Dopo la seconda guerra mondiale, vinta sostanzialmente da Stati Uniti e Russia, la conoscenza dell’inglese in Occidente
e del russo nei paesi comunisti divenne una necessità che coinvolse la massa. Si crea quindi una massa anglofona trans-
nazionale, ovvero una massa di persone che studiano l’inglese comunicativo indipendentemente dalla loro cultura
d’origine.
Negli anni Ottanta, questo concetto di massa legata ad una nazione inizia a scomparire, portando gli interessi che
coinvolgono le “masse” oltre Europa, travolgendo le barriere linguistiche. L’enorme gruppo di persone che condivide la
conoscenza dell’inglese si frammenta in gruppi legati ad interessi diversi (musica, sport ecc). Lentamente iniziano a
morire i mass media ecumenici, lasciando spazio a quelli dedicati a campi specifici; assistendo anche alla
frammentazione di internet in universi specifici, creando una sua complessità alla realtà globalizzata.

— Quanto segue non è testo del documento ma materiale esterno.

use crate::codec::{TypeTag, ELEMENT_NAME, KEY_ATTR, TYPE_ATTR};
use crate::diagnostics::Diagnostics;
use crate::value::{Mapping, Sequence, Value};
use crate::xml::Element;

/// Rebuild the value stored in `node`.
///
/// Returns `None` when the node carries no data: no `type` attribute, an
/// unknown type, an unparseable scalar, or a `dict` with an unkeyed entry.
/// Inside lists and dicts such children are kept as [`Value::Null`].
pub fn decode(node: &Element, diagnostics: &mut Diagnostics) -> Option<Value> {
    let raw_tag = node.attribute(TYPE_ATTR)?;
    let Some(tag) = TypeTag::from_attr(raw_tag) else {
        diagnostics.warn(format!("invalid type {raw_tag} found on import, skipped"));
        return None;
    };

    match tag {
        TypeTag::List => {
            let mut items = Sequence::new();
            for element in node.child_elements().filter(|e| e.name == ELEMENT_NAME) {
                items.push(decode(element, diagnostics).unwrap_or_default());
            }
            Some(Value::Sequence(items))
        }
        TypeTag::Dict => decode_mapping(node, diagnostics).map(Value::Mapping),
        TypeTag::Bool | TypeTag::Int | TypeTag::Float | TypeTag::String => {
            decode_scalar(tag, node.text(), diagnostics)
        }
    }
}

/// A single entry without a `key` discards the whole mapping.
fn decode_mapping(node: &Element, diagnostics: &mut Diagnostics) -> Option<Mapping> {
    let mut mapping = Mapping::new();
    for element in node.child_elements().filter(|e| e.name == ELEMENT_NAME) {
        let Some(key) = element.attribute(KEY_ATTR) else {
            diagnostics.warn("no key found for dict on import, skipped");
            return None;
        };
        let value = decode(element, diagnostics).unwrap_or_default();
        mapping.insert(key, value);
    }
    Some(mapping)
}

fn decode_scalar(tag: TypeTag, text: String, diagnostics: &mut Diagnostics) -> Option<Value> {
    if tag == TypeTag::String {
        return Some(Value::Text(text));
    }

    let literal = text.trim_matches(|c| matches!(c, ' ' | '\t' | '\r' | '\n'));
    let value = match tag {
        TypeTag::Bool => parse_bool(literal).map(Value::Bool),
        TypeTag::Int => literal.parse::<i64>().ok().map(Value::Int),
        TypeTag::Float => literal.parse::<f64>().ok().map(Value::Float),
        TypeTag::String | TypeTag::List | TypeTag::Dict => None,
    };
    if value.is_none() {
        diagnostics.warn(format!(
            "invalid {tag} literal '{literal}' found on import, skipped"
        ));
    }
    value
}

fn parse_bool(literal: &str) -> Option<bool> {
    if literal.eq_ignore_ascii_case("true") || literal == "1" {
        Some(true)
    } else if literal.eq_ignore_ascii_case("false") || literal == "0" {
        Some(false)
    } else {
        None
    }
}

L’Unione Europea, di fronte a questa rivoluzione linguistica, viene chiamata in causa per creare alcune strategie per
rinnovare la situazione linguistica. Tre sono le soluzioni:
Finanziare nuove tecnologie informative e comunicative, dando nuovo terreno di aggregazione alle masse
- specializzate;
Creazione di una nuova classe dirigente legata ad un supporto spese non per una sola nazione, ma a gruppi di
- interessi condivisi (progetto Leonardo, Erasmus ecc)
Adozione dell’articolo 126 del trattato di Maastricht, principio della pluralità linguistica “ogni cittadino dovrà
- conoscere, oltre alla proprio lingua madre, anche due lingue comunitarie, il che significa l’inglese lingua
franca e un’altra lingua di elezione, scelta per ragioni di piacere più che di bisogno”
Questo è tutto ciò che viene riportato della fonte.